There were many other mini stops and starts that left my head and heart hurting, but the jarring fact that my for better or worse partner had parachuted off the ride and left me in the hands, literally, of a sewer rat filled me with an inconsolable ache as the track in front of me disintegrated. The fact that was I shrank and could have cared less who was seated next to me. Finally, as we derailed it propelled me to at least recognize that the controls were literally in my hands. As instantly as I understood the ride was falling apart piece by piece, I also understood that I had the power to get off the ride at any time. It was liberating to see who was boarding. At times, tunnel vision returned, fear consumed me and I prayed for someone to save me or for the ride to repair and for the same sick, but comfortable loop to re-establish.

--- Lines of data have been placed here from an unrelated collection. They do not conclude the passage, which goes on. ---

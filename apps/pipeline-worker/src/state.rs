use std::sync::Arc;

use object_store::aws::AmazonS3Builder;
use object_store::ObjectStore;
use payscope_core::config::PayScopeConfig;
use payscope_core::error::PayScopeError;
use payscope_jobs::RetryPolicy;
use payscope_mapper::MapperModelClient;
use payscope_objectstore::ObjectStoreGateway;
use payscope_stores::FactsStore;
use sqlx::postgres::PgPoolOptions;
use sqlx::PgPool;

/// Handles shared by every stage of one worker process's claim loop,
/// mirroring `apps/api-gateway/src/state.rs`'s "build once in `main`,
/// clone the `Arc`s per job" shape (spec.md §5: workers are OS-threaded
/// and CPU-pinned per stage, but share one process's connections).
#[derive(Clone)]
pub struct WorkerState {
    pub config: Arc<PayScopeConfig>,
    pub db_pool: PgPool,
    pub facts: Arc<FactsStore>,
    pub objects: Arc<ObjectStoreGateway>,
    pub audit: Arc<payscope_audit::AuditLedgerClient>,
    pub mapper_model: Arc<MapperModelClient>,
    pub retry_policy: RetryPolicy,
    pub http_client: reqwest::Client,
    pub audit_ledger_endpoint: String,
}

impl WorkerState {
    pub async fn build(config: PayScopeConfig) -> Result<Self, PayScopeError> {
        let db_pool = PgPoolOptions::new()
            .max_connections(config.worker_pool_size.max(1) as u32 * 2)
            .connect(&config.database_dsn)
            .await
            .map_err(|e| PayScopeError::DependencyUnavailable {
                dependency: "facts_store".to_string(),
                detail: format!("failed to connect: {e}"),
            })?;

        let http_client = reqwest::Client::new();

        let s3: Arc<dyn ObjectStore> = Arc::new(
            AmazonS3Builder::new()
                .with_endpoint(&config.object_store_endpoint)
                .with_access_key_id(&config.object_store_access_key)
                .with_secret_access_key(&config.object_store_secret_key)
                .with_bucket_name(&config.object_store_bucket)
                .with_allow_http(config.object_store_endpoint.starts_with("http://"))
                .build()
                .map_err(|e| PayScopeError::Configuration {
                    detail: format!("invalid object store configuration: {e}"),
                })?,
        );
        let objects = ObjectStoreGateway::new(s3, true)?;

        let facts = FactsStore::new(db_pool.clone());
        let audit = payscope_audit::AuditLedgerClient::new(http_client.clone(), config.audit_ledger_endpoint.clone());
        let mapper_model = MapperModelClient::new(
            http_client.clone(),
            config.llm_base_url.clone(),
            config.llm_api_key.clone(),
            config.llm_model.clone(),
        );
        let retry_policy = RetryPolicy::new(config.max_retries);
        let audit_ledger_endpoint = config.audit_ledger_endpoint.clone();

        Ok(Self {
            config: Arc::new(config),
            db_pool,
            facts: Arc::new(facts),
            objects: Arc::new(objects),
            audit: Arc::new(audit),
            mapper_model: Arc::new(mapper_model),
            retry_policy,
            http_client,
            audit_ledger_endpoint,
        })
    }
}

The strange part about my tunnel vision was that not even at the points of loathsome fear was I looking for my ex to sit next to me. I was frantically scanning, searching for the exit. Although, I purchased my ticket years ago, and I still screamed with faux delight, true fear and red-hot anger burned inside me as we looped our way up and down, yet my voice still lacked strength, commitment and an unwillingness to change direction. August continued to plod on. Sometimes, I watched the ride in slow motion. Yet, the experience of the degenerate fair groupies lingered and faintly illuminated my path. Slowly I turned my head and looked around, it was shocking to see this former masterpiece that once represented such promise was rotten and fractured beyond repair. As I looked closer the fair rats scurried in and out of the shadows.

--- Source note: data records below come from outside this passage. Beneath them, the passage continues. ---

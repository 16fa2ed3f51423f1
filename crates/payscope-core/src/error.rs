use uuid::Uuid;

/// Bank-agnostic error taxonomy from the failure semantics summary.
///
/// Each variant maps to exactly one of the three propagation policies:
/// retried transparently, surfaced to the job record, or surfaced to the
/// caller. `apps/api-gateway` maps these to HTTP status codes;
/// `payscope-jobs` maps them to a retryable/non-retryable classification.
#[derive(Debug, thiserror::Error)]
pub enum PayScopeError {
    #[error("authentication failed: {reason}")]
    AuthError { reason: String },

    #[error("tenant mismatch: token bank_id {token_bank_id} != header bank_id {header_bank_id}")]
    TenantMismatch {
        token_bank_id: Uuid,
        header_bank_id: Uuid,
    },

    #[error("tenant_not_bound: data access attempted without a bound tenant context")]
    TenantNotBound,

    #[error("ingestion_overloaded: queue depth above high watermark")]
    IngestionOverloaded,

    #[error("extraction_failed: {detail}")]
    ExtractionFailed { detail: String },

    #[error("mapping_low_confidence: lifecycle inference confidence {confidence} below threshold")]
    MappingLowConfidence { confidence: f64 },

    #[error("validation_row_failed: {detail}")]
    ValidationRowFailed { detail: String },

    #[error("persistence_conflict: {detail}")]
    PersistenceConflict { detail: String },

    #[error("schema_violation: record schema_version {found} is newer than this process's {current}")]
    SchemaViolation { found: String, current: String },

    #[error("idempotency_violation: event {event_id} payload hash mismatch")]
    IdempotencyViolation { event_id: Uuid },

    #[error("dependency_unavailable: {dependency}: {detail}")]
    DependencyUnavailable { dependency: String, detail: String },

    #[error("configuration error: {detail}")]
    Configuration { detail: String },

    #[error("internal error: {detail}")]
    Internal { detail: String },
}

impl PayScopeError {
    /// Whether the orchestrator should retry a stage that produced this
    /// error, per the failure semantics summary in `spec.md` §4 / §7.
    /// `extraction_failed` is deliberately excluded: spec.md §4.3 treats an
    /// unreadable file as fatal straight to DLQ, since the bytes a retry
    /// would re-read are exactly the ones that didn't parse the first time.
    pub fn is_retryable(&self) -> bool {
        matches!(self, PayScopeError::DependencyUnavailable { .. })
    }

    /// The `error_class` recorded on a DLQ entry or structured log line.
    pub fn error_class(&self) -> &'static str {
        match self {
            PayScopeError::AuthError { .. } => "auth_error",
            PayScopeError::TenantMismatch { .. } => "tenant_mismatch",
            PayScopeError::TenantNotBound => "tenant_not_bound",
            PayScopeError::IngestionOverloaded => "ingestion_overloaded",
            PayScopeError::ExtractionFailed { .. } => "extraction_failed",
            PayScopeError::MappingLowConfidence { .. } => "mapping_low_confidence",
            PayScopeError::ValidationRowFailed { .. } => "validation_row_failed",
            PayScopeError::PersistenceConflict { .. } => "persistence_conflict",
            PayScopeError::SchemaViolation { .. } => "schema_violation",
            PayScopeError::IdempotencyViolation { .. } => "idempotency_violation",
            PayScopeError::DependencyUnavailable { .. } => "dependency_unavailable",
            PayScopeError::Configuration { .. } => "configuration_error",
            PayScopeError::Internal { .. } => "internal_error",
        }
    }
}

pub type Result<T> = std::result::Result<T, PayScopeError>;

Methodically, I grabbed the brake and began to apply pressure. I knew I couldn’t handle another abrupt, uncontrolled stop, however, I finally realized I could control the speed at which I would make my inevitable departure. I called the one person who refused to ride the rides, the one person who patrolled the park, the person who the rats feared, my father. Patiently and without interference he waited for my ah ha moment. He witnessed, with sadness, but without interference, the decline of the wooden roller coaster. He cringed and watched as it(as I) fell deeper and deeper into despair and when finally at the end of August I said, “I’m scared, but I’m ready, show me the way”, he held my hand as I pulled the brake and stepped off the ride.

What a strange feeling to be on solid ground. Unwaveringly, he continued to hold my hand, saying phrases of empowerment, “you can eat an elephant, but you have to do it one bite at a time,” “know your enemy”, keep a cool head”, and “be strategically and tactically prepared.” He didn’t save me, he empowered me. With shaky legs, I firmly stepped and changed my course, leaving behind the depraved world in which I had become enamored. At the risk of another fair metaphor, it was like the House of Mirrors, the truth was hidden in illusion. My path was lit and with shaky determination the world in which families no longer boarded together, single passenger lines divided couples, the constant of the ever-changing passenger and drifters insidiously building and rebuilding our roller coaster was being left behind. It was being discarded.

As I linger in August of 2017, I realize that August 2014 was a month of not sudden abrasive stops, but a month of spontaneous beginnings. The universe kept sending me stronger and stronger messages until I was no longer able to restart the ride. My journey across the garbage-filled park, navigating the paper stained map, has been arduous. Sometimes I wandered aimlessly or marched confidently in the direction of a new thrill ride, but ultimately a quiet determination took hold and one foot in front of the other, I found the exit. Finally, after three years, August to August, I am exiting the fairgrounds. I empty my pockets of the crumpled tickets, broken promises, and stale popcorn. The worn out and tired fair groupies are not worth a mention. So, without further belaboring the first day of a different life, farewell Tucson, farewell old life, farewell, and good riddance!